Increasing the energy production in an urban wastewater treatment plant using a high-rate activated sludge: Pilot plant demonstration and energy balance

Abstract

The use of high-rate activated sludge (HRAS) reactors for the removal of COD in urban wastewater treatment plants (WWTPs) has been investigated because its potential contribution to energy generating WWTPs. A one-year operation period of a pilot plant treating the effluent of the primary settler of a full-scale WWTP was analyzed. The HRAS pilot plant operated without iron salts addition at temperatures between 12 and 28 °C at an average organic loading rate 2.8 ± 0.5 kg COD m−3 d−1 and with an average inflow COD concentration of 330 ± 86 mg O2 L−1. The influence of sludge retention time (SRT) on COD recovery and biomethane potential of the produced sludge was investigated and compared to the full scale WWTP performance.

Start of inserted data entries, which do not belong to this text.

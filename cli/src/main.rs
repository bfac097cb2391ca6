use std::fs::File;
use std::io::{self, BufWriter, Write};
use std::path::{Path, PathBuf};

use anyhow::Context;
use clap::{Args, Parser, Subcommand};
use flowcnf::dimacs::write_dimacs_with_comments;
use flowcnf::render::{colored_grid, direction_table};
use flowcnf::{EncoderConfig, Grid, GridEncoder};
use tracing::info;

/// Turns Flow Free style puzzles into DIMACS CNF.
#[derive(Parser, Debug)]
#[command(name = "flowcnf", version, about)]
struct Cli {
    /// Raise the log level; repeat for more detail. `RUST_LOG` takes precedence when set.
    #[arg(short, long, global = true, action = clap::ArgAction::Count)]
    verbose: u8,

    #[command(subcommand)]
    command: Commands,
}

#[derive(Subcommand, Debug)]
enum Commands {
    /// Encode a puzzle and write the formula in DIMACS format.
    Encode {
        #[command(flatten)]
        puzzle: PuzzleArgs,

        /// File to write to instead of standard output.
        #[arg(short, long)]
        output: Option<PathBuf>,

        /// Leave out the leading `c` comment lines.
        #[arg(long, default_value_t = false)]
        no_comments: bool,
    },

    /// Print the parsed puzzle.
    Show {
        #[command(flatten)]
        puzzle: PuzzleArgs,

        /// Paint endpoints with their ANSI background colors.
        #[arg(long, default_value_t = false)]
        color: bool,
    },

    /// List the direction variables of every non-endpoint cell.
    Vars {
        #[command(flatten)]
        puzzle: PuzzleArgs,
    },

    /// Print variable and clause counts.
    Stats {
        #[command(flatten)]
        puzzle: PuzzleArgs,
    },
}

/// Options for reading a puzzle, shared by every subcommand.
#[derive(Args, Debug, Clone)]
struct PuzzleArgs {
    /// Puzzle file: one line per row, letters for endpoints and `.` for empty cells.
    path: PathBuf,

    /// Accept grids whose width and height differ.
    #[arg(long, default_value_t = false)]
    allow_rectangular: bool,
}

impl PuzzleArgs {
    fn config(&self) -> EncoderConfig {
        match self.allow_rectangular {
            true => EncoderConfig::rectangular(),
            false => EncoderConfig::default(),
        }
    }

    fn load(&self) -> anyhow::Result<Grid> {
        Grid::load(&self.path).with_context(|| format!("could not load {}", self.path.display()))
    }
}

fn init_tracing(verbose: u8) {
    let default_level = match verbose {
        0 => "warn",
        1 => "info",
        2 => "debug",
        _ => "trace",
    };

    tracing_subscriber::fmt()
        .with_env_filter(
            tracing_subscriber::EnvFilter::try_from_default_env().unwrap_or_else(|_| default_level.into()),
        )
        .with_writer(io::stderr)
        .init();
}

fn header_comments(path: &Path, grid: &Grid, encoder: &GridEncoder) -> Vec<String> {
    let color_count = encoder.color_variables().count();
    let symbols = grid.colors().iter().map(|(_, symbol)| symbol).collect::<String>();

    vec![
        format!("flowcnf encoding of {}", path.display()),
        format!("{}x{} grid, {} colors: {}", grid.width(), grid.height(), grid.colors().len(), symbols),
        format!("color variables 1..={}", color_count),
        format!(
            "direction variables {}..={}",
            color_count + 1,
            encoder.direction_variables().last_id()
        ),
    ]
}

fn encode(puzzle: &PuzzleArgs, output: Option<&Path>, no_comments: bool) -> anyhow::Result<()> {
    let grid = puzzle.load()?;
    let encoder = GridEncoder::new(&grid, puzzle.config())
        .with_context(|| format!("cannot encode {}", puzzle.path.display()))?;
    let encoding = encoder.encode();

    let comments = match no_comments {
        true => Vec::new(),
        false => header_comments(&puzzle.path, &grid, &encoder),
    };

    let mut target: Box<dyn Write> = match output {
        Some(path) => Box::new(BufWriter::new(
            File::create(path).with_context(|| format!("could not create {}", path.display()))?,
        )),
        None => Box::new(BufWriter::new(io::stdout().lock())),
    };
    write_dimacs_with_comments(&mut target, &encoding, &comments)?;
    target.flush()?;

    info!(
        variables = encoding.variable_count(),
        clauses = encoding.clause_count(),
        "wrote encoding"
    );
    Ok(())
}

fn stats(puzzle: &PuzzleArgs) -> anyhow::Result<()> {
    let grid = puzzle.load()?;
    let encoding = flowcnf::encode(&grid, puzzle.config())?;

    println!("grid: {}x{}, {} colors", grid.width(), grid.height(), grid.colors().len());
    println!("color variables: {}", encoding.color_variable_count());
    println!("direction variables: {}", encoding.direction_variable_count());
    println!("color clauses: {}", encoding.color_clauses().len());
    println!("direction clauses: {}", encoding.direction_clauses().len());
    println!("total: {} variables, {} clauses", encoding.variable_count(), encoding.clause_count());

    Ok(())
}

fn main() -> anyhow::Result<()> {
    let cli = Cli::parse();
    init_tracing(cli.verbose);

    match &cli.command {
        Commands::Encode { puzzle, output, no_comments } => encode(puzzle, output.as_deref(), *no_comments),
        Commands::Show { puzzle, color } => {
            let grid = puzzle.load()?;
            match *color {
                true => print!("{}", colored_grid(&grid)),
                false => print!("{}", grid),
            }
            Ok(())
        }
        Commands::Vars { puzzle } => {
            let grid = puzzle.load()?;
            let encoder = GridEncoder::new(&grid, puzzle.config())?;
            print!("{}", direction_table(encoder.direction_variables()));
            Ok(())
        }
        Commands::Stats { puzzle } => stats(puzzle),
    }
}
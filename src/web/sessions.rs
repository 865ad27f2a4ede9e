//! Session lifecycle endpoints.

use crate::container::{ContainerError, ContainerRuntime};
use crate::env;
use crate::web::AppState;
use crate::web::authz::Principal;
use crate::web::error::ApiError;
use axum::extract::{Path, Query, State};
use axum::response::Html;
use axum::{Extension, Json};
use serde::Deserialize;
use serde_json::{Value, json};
use tracing::{info, warn};

/// Landing page. The real UI is served by templates outside the core; this
/// keeps the route surface complete.
pub async fn landing() -> Html<&'static str> {
    Html(
        "<!doctype html><html><head><title>vibeterm</title></head>\
         <body><h1>vibeterm</h1>\
         <p>POST /session/new to create a terminal session.</p>\
         </body></html>",
    )
}

/// `POST /session/new` — create a session for the calling principal.
pub async fn create_session(
    State(state): State<AppState>,
    Extension(Principal(principal)): Extension<Principal>,
) -> Result<Json<Value>, ApiError> {
    let session = state.manager.create_for(&principal).await?;
    info!("Created session for principal '{}'", principal);
    Ok(Json(json!({
        "session_id": session.id,
        "redirect": format!("/terminal/{}", session.id),
    })))
}

/// `GET /session/{sid}/status`
pub async fn session_status(
    State(state): State<AppState>,
    Path(sid): Path<String>,
) -> Result<Json<Value>, ApiError> {
    let session = state.manager.get(&sid).ok_or(ApiError::NotFound)?;
    let snapshot = session.snapshot();
    Ok(Json(json!({
        "status": snapshot.state.as_str(),
        "created_at": snapshot.created_at,
        "last_accessed_at": snapshot.last_accessed_at,
    })))
}

#[derive(Debug, Deserialize)]
pub struct DeleteParams {
    #[serde(default)]
    pub force: bool,
}

/// `DELETE /session/{sid}` — idempotent teardown.
///
/// A session absent from the manager may still leave an ownership row or a
/// container behind (orphaned mid-recovery or mid-delete); those are cleaned
/// up and reported as deleted.
pub async fn delete_session(
    State(state): State<AppState>,
    Path(sid): Path<String>,
    Query(params): Query<DeleteParams>,
) -> Result<Json<Value>, ApiError> {
    if state.manager.get(&sid).is_none() {
        let name = env::container_name_for_session(&sid);
        if let Err(e) = state.manager.runtime().remove(&name, true).await {
            if !matches!(e, ContainerError::NotFound(_)) {
                warn!("Orphan container removal for {} failed: {}", name, e);
            }
        }
        if let Err(e) = state.manager.owners().remove(&sid).await {
            warn!("Orphan ownership removal failed: {}", e);
        }
        return Ok(Json(json!({ "status": "deleted" })));
    }

    if params.force {
        state.polling.discard(&sid);
    }
    if state.manager.delete(&sid, params.force).await {
        Ok(Json(json!({ "status": "deleted" })))
    } else if state.manager.get(&sid).is_none() {
        // Lost a race against another delete; still torn down.
        Ok(Json(json!({ "status": "deleted" })))
    } else {
        Err(ApiError::Conflict)
    }
}

/// `GET /my/sessions` — the caller's sessions with live container status.
/// Rows whose container is gone (and which no in-memory session backs) are
/// pruned on the way through.
pub async fn my_sessions(
    State(state): State<AppState>,
    Extension(Principal(principal)): Extension<Principal>,
) -> Result<Json<Value>, ApiError> {
    let sids = state.manager.owners().list_by(&principal).await;
    let mut sessions = Vec::new();

    for sid in sids {
        let name = env::container_name_for_session(&sid);
        match state.manager.runtime().inspect(&name).await {
            Ok(inspection) => {
                let status = if inspection.running { "running" } else { "stopped" };
                let snapshot = state.manager.get(&sid).map(|s| s.snapshot());
                sessions.push(json!({
                    "id": sid,
                    "status": status,
                    "created_at": snapshot.as_ref().map(|s| s.created_at),
                    "last_accessed_at": snapshot.as_ref().map(|s| s.last_accessed_at),
                }));
            }
            Err(ContainerError::NotFound(_)) => {
                if state.manager.get(&sid).is_some() {
                    // Drift the reconciler will settle; don't prune a live
                    // session's row.
                    sessions.push(json!({ "id": sid, "status": "unknown" }));
                } else {
                    info!("Pruning ownership row for vanished session");
                    if let Err(e) = state.manager.owners().remove(&sid).await {
                        warn!("Prune failed: {}", e);
                    }
                }
            }
            Err(e) => {
                warn!("Inspect for {} failed: {}", name, e);
                sessions.push(json!({ "id": sid, "status": "unknown" }));
            }
        }
    }

    Ok(Json(json!({ "sessions": sessions })))
}

/// `GET /sessions` — admin overview. Session ids are withheld; admins manage
/// capacity, they don't get attach tokens.
pub async fn admin_sessions(
    State(state): State<AppState>,
    Extension(Principal(principal)): Extension<Principal>,
) -> Result<Json<Value>, ApiError> {
    if !state.auth.is_admin(&principal) {
        return Err(ApiError::Forbidden);
    }

    let mut sessions = Vec::new();
    for snapshot in state.manager.list() {
        let owner = state.manager.owners().get(&snapshot.id).await;
        sessions.push(json!({
            "owner": owner,
            "status": snapshot.state.as_str(),
            "created_at": snapshot.created_at,
            "last_accessed_at": snapshot.last_accessed_at,
            "connections": snapshot.ref_count,
        }));
    }

    Ok(Json(json!({ "sessions": sessions })))
}
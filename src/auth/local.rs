//! Local credential table authenticator.
//!
//! Users live in a TOML file with bcrypt password hashes. Login sessions are
//! random tokens held in server memory; restarting the broker logs everyone
//! out, which is acceptable because terminal sessions themselves survive via
//! recovery.

use crate::auth::Authenticator;
use async_trait::async_trait;
use base64::Engine;
use base64::engine::general_purpose::URL_SAFE_NO_PAD;
use chrono::{DateTime, Utc};
use rand::RngCore;
use serde::Deserialize;
use std::collections::HashMap;
use std::path::Path;
use std::sync::Mutex;
use std::time::Duration;
use tracing::{info, warn};

/// Bcrypt hash checked when the username is unknown, so authentication takes
/// the same time whether or not the user exists.
const DUMMY_HASH: &str = "$2b$12$000000000000000000000uKoqMVCTTroULWJLFy6UaGfYXMqNJSdq";

/// One row of the credential table.
#[derive(Debug, Clone, Deserialize)]
pub struct UserEntry {
    pub password_hash: String,
    #[serde(default)]
    pub admin: bool,
}

/// Shape of the auth config file.
#[derive(Debug, Clone, Deserialize)]
pub struct AuthConfig {
    #[serde(default = "default_timeout_hours")]
    pub session_timeout_hours: u64,
    #[serde(default)]
    pub users: HashMap<String, UserEntry>,
}

fn default_timeout_hours() -> u64 {
    24
}

struct LoginSession {
    username: String,
    created_at: DateTime<Utc>,
}

/// [`Authenticator`] over an on-disk credential table.
pub struct LocalAuthenticator {
    config: AuthConfig,
    ttl: Duration,
    sessions: Mutex<HashMap<String, LoginSession>>,
}

impl LocalAuthenticator {
    /// Load the credential table from `path`.
    ///
    /// # Errors
    ///
    /// Returns error if the file cannot be read or parsed.
    pub fn from_file(path: &Path) -> anyhow::Result<Self> {
        let raw = std::fs::read_to_string(path)?;
        let config: AuthConfig = toml::from_str(&raw)?;
        info!(
            "Authentication enabled — {} local user(s) configured",
            config.users.len()
        );
        Ok(Self::from_config(config))
    }

    /// Build from an already-parsed config.
    pub fn from_config(config: AuthConfig) -> Self {
        let ttl = Duration::from_secs(config.session_timeout_hours * 3600);
        Self {
            config,
            ttl,
            sessions: Mutex::new(HashMap::new()),
        }
    }

    fn expired(&self, session: &LoginSession) -> bool {
        let age = Utc::now().signed_duration_since(session.created_at);
        age.to_std().map(|age| age > self.ttl).unwrap_or(true)
    }
}

#[async_trait]
impl Authenticator for LocalAuthenticator {
    async fn authenticate(&self, username: &str, password: &str) -> bool {
        if username.is_empty() || password.is_empty() {
            // Burn the same time as a real check to avoid a timing oracle.
            let _ = bcrypt::verify("dummy", DUMMY_HASH);
            return false;
        }

        match self.config.users.get(username) {
            Some(entry) => match bcrypt::verify(password, &entry.password_hash) {
                Ok(ok) => ok,
                Err(_) => {
                    warn!("Invalid password hash for local user '{}'", username);
                    false
                }
            },
            None => {
                let _ = bcrypt::verify(password, DUMMY_HASH);
                false
            }
        }
    }

    fn create_session(&self, username: &str) -> String {
        let mut bytes = [0u8; 32];
        rand::rng().fill_bytes(&mut bytes);
        let token = URL_SAFE_NO_PAD.encode(bytes);

        self.sessions.lock().unwrap().insert(
            token.clone(),
            LoginSession {
                username: username.to_string(),
                created_at: Utc::now(),
            },
        );
        info!("Login session created for user '{}'", username);
        token
    }

    fn validate(&self, token: &str) -> Option<String> {
        if token.is_empty() {
            return None;
        }
        let mut sessions = self.sessions.lock().unwrap();
        let session = sessions.get(token)?;
        if self.expired(session) {
            sessions.remove(token);
            return None;
        }
        Some(session.username.clone())
    }

    fn destroy_session(&self, token: &str) {
        self.sessions.lock().unwrap().remove(token);
    }

    fn purge_expired(&self) -> usize {
        let mut sessions = self.sessions.lock().unwrap();
        let expired: Vec<String> = sessions
            .iter()
            .filter(|(_, s)| self.expired(s))
            .map(|(tok, _)| tok.clone())
            .collect();
        for tok in &expired {
            sessions.remove(tok);
        }
        expired.len()
    }

    fn is_enabled(&self) -> bool {
        true
    }

    fn session_ttl(&self) -> Duration {
        self.ttl
    }

    fn is_admin(&self, principal: &str) -> bool {
        self.config
            .users
            .get(principal)
            .map(|u| u.admin)
            .unwrap_or(false)
    }
}

/// Authenticator used when no credential table exists. Every request runs as
/// the anonymous principal and the server binds to loopback only.
pub struct DisabledAuthenticator;

#[async_trait]
impl Authenticator for DisabledAuthenticator {
    async fn authenticate(&self, _username: &str, _password: &str) -> bool {
        false
    }

    fn create_session(&self, _username: &str) -> String {
        String::new()
    }

    fn validate(&self, _token: &str) -> Option<String> {
        None
    }

    fn destroy_session(&self, _token: &str) {}

    fn purge_expired(&self) -> usize {
        0
    }

    fn is_enabled(&self) -> bool {
        false
    }

    fn session_ttl(&self) -> Duration {
        Duration::ZERO
    }

    fn is_admin(&self, _principal: &str) -> bool {
        false
    }
}
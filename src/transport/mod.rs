//! Terminal transports.
//!
//! Two carriers bridge the browser to the in-container agent: a full-duplex
//! socket tunnel and an HTTP long-polling channel with a server-side replay
//! buffer. Both speak the agent's command-prefixed binary protocol upstream
//! and hold a session reference for their lifetime.
//!
//! - [`agent`]: upstream socket to the agent, initial sizing handshake
//! - [`socket`]: bidirectional tunnel for WebSocket-capable clients
//! - [`polling`]: replay-buffered long polling for everything else

pub mod agent;
pub mod polling;
pub mod socket;

pub use agent::{AgentSocket, connect_agent};
pub use polling::{PollOutcome, PollingStation};

use crate::session::SessionError;

/// Agent protocol commands, agent to broker.
pub const CMD_OUTPUT: u8 = b'0';
pub const CMD_TITLE: u8 = b'1';
pub const CMD_PREFS: u8 = b'2';

/// Agent protocol commands, broker to agent.
pub const CMD_INPUT: u8 = b'0';
pub const CMD_RESIZE: u8 = b'1';

/// Transport errors.
#[derive(Debug, thiserror::Error)]
pub enum TransportError {
    /// The polling transport is gone; the client must reconnect.
    #[error("transport gone")]
    Gone,

    /// Upstream agent socket failure
    #[error("agent socket error: {0}")]
    Upstream(#[from] tokio_tungstenite::tungstenite::Error),

    /// Timed out connecting to the agent
    #[error("agent connect timed out")]
    ConnectTimeout,

    /// Session layer refusal
    #[error(transparent)]
    Session(#[from] SessionError),
}

/// Result type for transport operations.
pub type Result<T> = std::result::Result<T, TransportError>;

/// Build a broker-to-agent input frame: command byte `'0'` plus the raw
/// terminal input bytes.
pub fn input_frame(body: &[u8]) -> Vec<u8> {
    let mut frame = Vec::with_capacity(1 + body.len());
    frame.push(CMD_INPUT);
    frame.extend_from_slice(body);
    frame
}

/// Build a broker-to-agent resize frame: command byte `'1'` plus the sizing
/// JSON.
pub fn resize_frame(columns: u16, rows: u16) -> Vec<u8> {
    let mut frame = vec![CMD_RESIZE];
    frame.extend_from_slice(size_json(columns, rows).as_bytes());
    frame
}

/// Sizing JSON sent as the very first upstream frame with no command byte
/// (legacy quirk of the agent).
pub fn size_json(columns: u16, rows: u16) -> String {
    serde_json::json!({ "columns": columns, "rows": rows }).to_string()
}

The highest observed sludge yield coefficient and biomethane potential of the sludge were achieved at SRT of 0.6 days. The weak point of the HRAS performance at STR of 0.6 days is the high loss of organic matter in the effluent due to the limited efficiency of the solids separation in the secondary settler. At higher SRT (in the range 1.0–2.1 days), the secondary settler efficiency and the COD recovery are higher than those achieved at SRT of 0.6 days but part of the inlet ammonium can be nitrified in the HRAS system at temperatures above 20 °C. A detailed energy balance indicated that two-thirds reduction of aeration requirements and one-third increase of biogas production could be achieved in a plant configuration in which HRAS is coupled to autotrophic biological nitrogen removal (BNR) compared to the heterotrophic BNR configuration, yielding a net energy production of ca. 0.1 kWh m−3 of treated water.